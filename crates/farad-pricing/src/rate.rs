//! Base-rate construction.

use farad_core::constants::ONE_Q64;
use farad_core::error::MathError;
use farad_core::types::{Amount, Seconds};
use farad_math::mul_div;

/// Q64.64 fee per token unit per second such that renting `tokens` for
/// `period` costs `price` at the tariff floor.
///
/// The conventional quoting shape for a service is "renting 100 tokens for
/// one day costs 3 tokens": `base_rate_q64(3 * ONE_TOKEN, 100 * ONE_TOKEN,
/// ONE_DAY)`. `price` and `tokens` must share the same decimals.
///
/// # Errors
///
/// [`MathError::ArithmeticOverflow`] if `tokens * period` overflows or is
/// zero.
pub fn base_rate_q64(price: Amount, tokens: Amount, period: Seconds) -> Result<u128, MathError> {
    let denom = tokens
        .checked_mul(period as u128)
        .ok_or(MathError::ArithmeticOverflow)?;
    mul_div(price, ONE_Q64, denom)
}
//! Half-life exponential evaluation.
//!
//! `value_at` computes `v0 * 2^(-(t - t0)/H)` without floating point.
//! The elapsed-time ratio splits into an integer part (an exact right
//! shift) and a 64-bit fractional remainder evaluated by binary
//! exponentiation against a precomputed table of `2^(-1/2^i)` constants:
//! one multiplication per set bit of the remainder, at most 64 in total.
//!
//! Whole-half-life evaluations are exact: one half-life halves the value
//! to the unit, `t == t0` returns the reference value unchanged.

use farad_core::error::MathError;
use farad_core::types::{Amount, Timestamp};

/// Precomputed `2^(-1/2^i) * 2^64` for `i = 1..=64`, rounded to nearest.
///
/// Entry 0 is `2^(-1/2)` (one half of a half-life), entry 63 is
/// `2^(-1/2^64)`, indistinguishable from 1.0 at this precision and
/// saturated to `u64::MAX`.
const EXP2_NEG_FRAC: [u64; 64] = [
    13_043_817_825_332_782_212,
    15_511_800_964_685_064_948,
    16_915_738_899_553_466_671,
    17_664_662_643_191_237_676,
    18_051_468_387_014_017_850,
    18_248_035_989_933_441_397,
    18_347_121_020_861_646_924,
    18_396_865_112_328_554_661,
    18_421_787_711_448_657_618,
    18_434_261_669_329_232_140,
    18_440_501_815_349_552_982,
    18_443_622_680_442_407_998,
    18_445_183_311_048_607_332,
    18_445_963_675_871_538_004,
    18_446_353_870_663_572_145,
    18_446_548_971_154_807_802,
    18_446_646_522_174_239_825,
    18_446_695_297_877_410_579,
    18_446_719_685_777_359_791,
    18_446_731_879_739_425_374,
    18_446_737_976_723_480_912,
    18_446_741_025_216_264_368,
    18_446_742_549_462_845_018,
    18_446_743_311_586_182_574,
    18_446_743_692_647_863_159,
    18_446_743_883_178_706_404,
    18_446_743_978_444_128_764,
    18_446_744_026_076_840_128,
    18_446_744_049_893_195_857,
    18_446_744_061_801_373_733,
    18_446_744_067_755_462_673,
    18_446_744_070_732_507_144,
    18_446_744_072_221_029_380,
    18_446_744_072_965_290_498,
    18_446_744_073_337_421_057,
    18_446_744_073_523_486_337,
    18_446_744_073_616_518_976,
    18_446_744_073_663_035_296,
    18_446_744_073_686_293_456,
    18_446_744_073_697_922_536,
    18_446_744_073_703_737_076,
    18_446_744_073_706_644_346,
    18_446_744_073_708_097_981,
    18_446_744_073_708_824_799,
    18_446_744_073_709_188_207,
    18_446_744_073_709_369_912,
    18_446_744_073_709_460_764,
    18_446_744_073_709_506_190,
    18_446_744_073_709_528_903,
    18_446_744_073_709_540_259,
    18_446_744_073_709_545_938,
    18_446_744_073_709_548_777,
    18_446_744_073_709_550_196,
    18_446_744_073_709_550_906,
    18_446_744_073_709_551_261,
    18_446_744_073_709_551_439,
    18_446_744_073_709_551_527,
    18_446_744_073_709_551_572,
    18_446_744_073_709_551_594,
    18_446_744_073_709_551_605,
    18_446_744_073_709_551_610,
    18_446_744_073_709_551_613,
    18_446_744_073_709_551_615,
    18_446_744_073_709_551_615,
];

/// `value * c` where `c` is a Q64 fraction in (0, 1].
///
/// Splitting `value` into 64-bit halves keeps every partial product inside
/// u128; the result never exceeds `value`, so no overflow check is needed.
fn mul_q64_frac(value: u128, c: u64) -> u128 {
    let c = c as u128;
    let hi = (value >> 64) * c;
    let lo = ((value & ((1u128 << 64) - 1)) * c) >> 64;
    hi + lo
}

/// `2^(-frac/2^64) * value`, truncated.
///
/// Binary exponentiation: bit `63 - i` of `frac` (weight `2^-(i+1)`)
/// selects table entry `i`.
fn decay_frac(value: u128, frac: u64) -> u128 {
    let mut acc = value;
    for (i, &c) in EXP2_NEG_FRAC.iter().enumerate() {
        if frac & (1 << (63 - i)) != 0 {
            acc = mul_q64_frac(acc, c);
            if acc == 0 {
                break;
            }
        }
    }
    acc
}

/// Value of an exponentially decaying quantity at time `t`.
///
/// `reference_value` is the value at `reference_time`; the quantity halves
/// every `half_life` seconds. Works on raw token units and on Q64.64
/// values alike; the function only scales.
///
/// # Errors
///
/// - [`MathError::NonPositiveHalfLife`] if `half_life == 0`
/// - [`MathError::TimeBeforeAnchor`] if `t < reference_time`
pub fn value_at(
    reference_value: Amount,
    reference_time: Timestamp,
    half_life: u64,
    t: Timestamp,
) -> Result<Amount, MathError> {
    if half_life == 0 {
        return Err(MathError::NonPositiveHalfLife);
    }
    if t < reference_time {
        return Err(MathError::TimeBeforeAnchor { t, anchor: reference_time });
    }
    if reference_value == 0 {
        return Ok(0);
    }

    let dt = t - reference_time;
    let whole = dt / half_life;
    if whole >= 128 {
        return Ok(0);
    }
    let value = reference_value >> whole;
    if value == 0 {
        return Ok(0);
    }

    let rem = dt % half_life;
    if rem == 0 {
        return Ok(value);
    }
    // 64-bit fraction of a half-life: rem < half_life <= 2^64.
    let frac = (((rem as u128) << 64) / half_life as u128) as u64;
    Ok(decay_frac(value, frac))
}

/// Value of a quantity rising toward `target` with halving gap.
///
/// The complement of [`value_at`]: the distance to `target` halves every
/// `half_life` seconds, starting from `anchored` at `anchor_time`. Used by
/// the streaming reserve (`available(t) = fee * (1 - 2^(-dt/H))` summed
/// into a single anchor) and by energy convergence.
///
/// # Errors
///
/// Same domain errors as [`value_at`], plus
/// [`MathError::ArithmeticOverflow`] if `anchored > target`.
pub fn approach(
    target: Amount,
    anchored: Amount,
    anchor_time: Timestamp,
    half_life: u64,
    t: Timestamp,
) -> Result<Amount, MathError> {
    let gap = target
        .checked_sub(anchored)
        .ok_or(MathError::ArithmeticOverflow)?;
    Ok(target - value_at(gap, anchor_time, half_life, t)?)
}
...
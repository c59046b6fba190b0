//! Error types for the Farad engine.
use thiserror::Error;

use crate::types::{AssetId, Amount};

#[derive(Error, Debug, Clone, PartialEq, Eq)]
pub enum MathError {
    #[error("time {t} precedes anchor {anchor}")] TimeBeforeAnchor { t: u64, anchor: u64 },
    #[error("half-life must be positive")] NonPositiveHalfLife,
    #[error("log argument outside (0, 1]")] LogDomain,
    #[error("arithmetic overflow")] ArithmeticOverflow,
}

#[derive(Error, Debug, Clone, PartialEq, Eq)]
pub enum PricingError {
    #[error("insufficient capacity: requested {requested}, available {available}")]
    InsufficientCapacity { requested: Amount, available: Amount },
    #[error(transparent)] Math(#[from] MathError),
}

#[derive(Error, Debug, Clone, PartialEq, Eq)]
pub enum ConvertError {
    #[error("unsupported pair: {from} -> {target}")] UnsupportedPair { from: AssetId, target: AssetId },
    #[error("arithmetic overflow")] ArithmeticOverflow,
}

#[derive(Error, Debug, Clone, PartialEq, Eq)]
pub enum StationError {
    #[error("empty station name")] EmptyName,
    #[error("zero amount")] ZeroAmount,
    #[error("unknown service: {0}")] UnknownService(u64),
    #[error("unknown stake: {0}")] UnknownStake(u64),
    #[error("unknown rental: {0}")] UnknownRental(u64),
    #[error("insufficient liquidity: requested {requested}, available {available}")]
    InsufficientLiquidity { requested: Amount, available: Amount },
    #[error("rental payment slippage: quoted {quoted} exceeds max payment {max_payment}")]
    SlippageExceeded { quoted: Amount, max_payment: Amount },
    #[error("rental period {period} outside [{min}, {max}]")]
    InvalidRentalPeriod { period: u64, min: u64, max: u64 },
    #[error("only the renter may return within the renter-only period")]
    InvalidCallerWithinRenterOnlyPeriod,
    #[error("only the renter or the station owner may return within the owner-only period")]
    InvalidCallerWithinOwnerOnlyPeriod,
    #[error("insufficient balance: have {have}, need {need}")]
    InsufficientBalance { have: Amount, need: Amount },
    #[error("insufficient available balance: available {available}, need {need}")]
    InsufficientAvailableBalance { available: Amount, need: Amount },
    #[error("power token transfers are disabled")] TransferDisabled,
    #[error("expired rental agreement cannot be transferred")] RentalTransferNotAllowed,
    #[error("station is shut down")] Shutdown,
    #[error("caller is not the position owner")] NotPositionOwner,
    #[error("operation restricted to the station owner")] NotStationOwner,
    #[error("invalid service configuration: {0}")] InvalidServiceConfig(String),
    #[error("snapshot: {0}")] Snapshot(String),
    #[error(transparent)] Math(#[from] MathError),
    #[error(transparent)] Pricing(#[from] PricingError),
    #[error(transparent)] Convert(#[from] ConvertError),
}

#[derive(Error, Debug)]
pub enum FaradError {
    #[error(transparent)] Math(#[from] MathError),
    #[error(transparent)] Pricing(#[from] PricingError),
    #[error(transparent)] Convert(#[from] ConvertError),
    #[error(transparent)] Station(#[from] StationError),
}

## Task statement
Go to the line in the material above that contains "use farad_math::mul_div;" and copy exactly from there through the line that contains "let denom = tokens", stopping after it.

## Finished task
use farad_math::mul_div;

/// Q64.64 fee per token unit per second such that renting `tokens` for
/// `period` costs `price` at the tariff floor.
///
/// The conventional quoting shape for a service is "renting 100 tokens for
/// one day costs 3 tokens": `base_rate_q64(3 * ONE_TOKEN, 100 * ONE_TOKEN,
/// ONE_DAY)`. `price` and `tokens` must share the same decimals.
///
/// # Errors
///
/// [`MathError::ArithmeticOverflow`] if `tokens * period` overflows or is
/// zero.
pub fn base_rate_q64(price: Amount, tokens: Amount, period: Seconds) -> Result<u128, MathError> {
    let denom = tokens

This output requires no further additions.